Hammadde kaynakları ve dağıtım yolları üzerinde egemen olma kavgası öyle diplomatik manevralar ve ekonomik hamlelerle halledilecek gibi görünmüyor.
***
Şu da var...
90'lar ve iki binlerin başında liberaller gelişen dijital teknoloji ve sermayeye
bakarak "yeni refah düzeni
dünya barışını mecbur kılıyor" derlerdi.
Bu tayfanın bizim medyadaki etkisi de fazlaydı. Basit mobil telefonlar üzerinden dahi ne parlak ve evrensel(!) hayaller kurduklarını iyi hatırlıyorum.
Fakat sonrası kötü geldi.
Bir elinde I-phone, öteki elinde Kalaşnikof; hem savaşan hem de savaş görüntülerini youtube'a aktaran kitleler ortaya çıktı.
Üstelik
yeni ve cici (!) sermayenin de hızla oligarşikleştiği ve seçkinlerin
refahından ötesini düşünmediği anlaşıldı.

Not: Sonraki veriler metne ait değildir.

//! stock-import - Merge a source export into the local store.
//!
//! # Usage
//!
//! ```bash
//! stock-import                      # export resolved from settings
//! stock-import /srv/export --store stock.json
//! stock-import /srv/export --delimiter ';' --no-header
//! ```

use crate::cmd::source::SourceArgs;
use crate::logging;
use anyhow::{Context, Result};
use clap::Parser;
use std::path::{Path, PathBuf};
use std::process::ExitCode;
use stockledger_importer::{ExportConfig, ExportReader, ImportSummary, LocalStore};

/// Import a source export into the local store.
#[derive(Parser, Debug)]
#[command(name = "stock-import")]
#[command(author, version, about, long_about = None)]
struct Args {
    /// Export directory (default: the active source from settings)
    #[arg(value_name = "DIR")]
    export_dir: Option<PathBuf>,

    /// CSV delimiter
    #[arg(long)]
    delimiter: Option<char>,

    /// Export tables have no header row
    #[arg(long)]
    no_header: bool,

    #[command(flatten)]
    sources: SourceArgs,

    /// Don't list rejected rows
    #[arg(short, long)]
    quiet: bool,

    /// Show verbose output
    #[arg(short, long)]
    verbose: bool,
}

/// Main entry point for the import command.
pub fn main() -> ExitCode {
    let args = Args::parse();
    logging::init(args.verbose);

    match run(&args) {
        Ok(()) => ExitCode::SUCCESS,
        Err(e) => {
            eprintln!("error: {e:#}");
            ExitCode::from(1)
        }
    }
}

fn run(args: &Args) -> Result<()> {
    let settings = args.sources.settings()?;

    let mut export = match &args.export_dir {
        Some(dir) => ExportConfig::new(dir),
        None => settings
            .resolve(args.sources.user.as_deref())
            .context("no export directory given")?
            .clone(),
    };
    if let Some(delimiter) = args.delimiter {
        export.delimiter = delimiter;
    }
    if args.no_header {
        export.has_header = false;
    }
    export.delimiter_byte()?;

    let store_path = args.sources.store_path(&settings)?;
    let summary = import_into_store(export, &store_path)?;

    if !args.quiet {
        for warning in &summary.warnings {
            eprintln!("warning: {warning}");
        }
    }
    println!("Imported into {}: {summary}", store_path.display());

    Ok(())
}

/// Read an export and merge it into the store at `store_path`.
pub fn import_into_store(export: ExportConfig, store_path: &Path) -> Result<ImportSummary> {
    let dir = export.export_dir.clone();
    let export = ExportReader::new(export)
        .read()
        .with_context(|| format!("failed to read export {}", dir.display()))?;

    let mut store = LocalStore::open(store_path)
        .with_context(|| format!("failed to open store {}", store_path.display()))?;
    let summary = store.import(export);
    store
        .save(store_path)
        .with_context(|| format!("failed to save store {}", store_path.display()))?;

    tracing::info!(store = %store_path.display(), "{summary}");
    Ok(summary)
}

(Bu "seçkinler" kelimesine mim koyun, sonra üzerinde çok duracağız.)
***
Belli ki...
Akıllı ülkeler "
iç savaş ve dış müdahale" tehditlerinden uzak durmayı becerecek, diğerleri ise çamura saplanacak...
O halde böyle bir geleceğe karşı Türkiye nasıl bir strateji geliştirmeli?
Bu çok hayati bir soru...
Ve gerçekte şu sıra
Afrin operasyonuyla başlattığımız süreç geleceğe dair
bir ışık tutuyor.
Türkiye sadece istiklali için değil, refahı ve büyümesi için de vakit geçirmeden sınırlarının çevresinde fiili ve diplomatik bir güvenlik çemberi oluşturmaya odaklanmalıdır.
Bu çember "
acımasız bir gerçekçilik"le çizilmelidir.
İçerde ve çevremizde barışın artık tek yolu budur.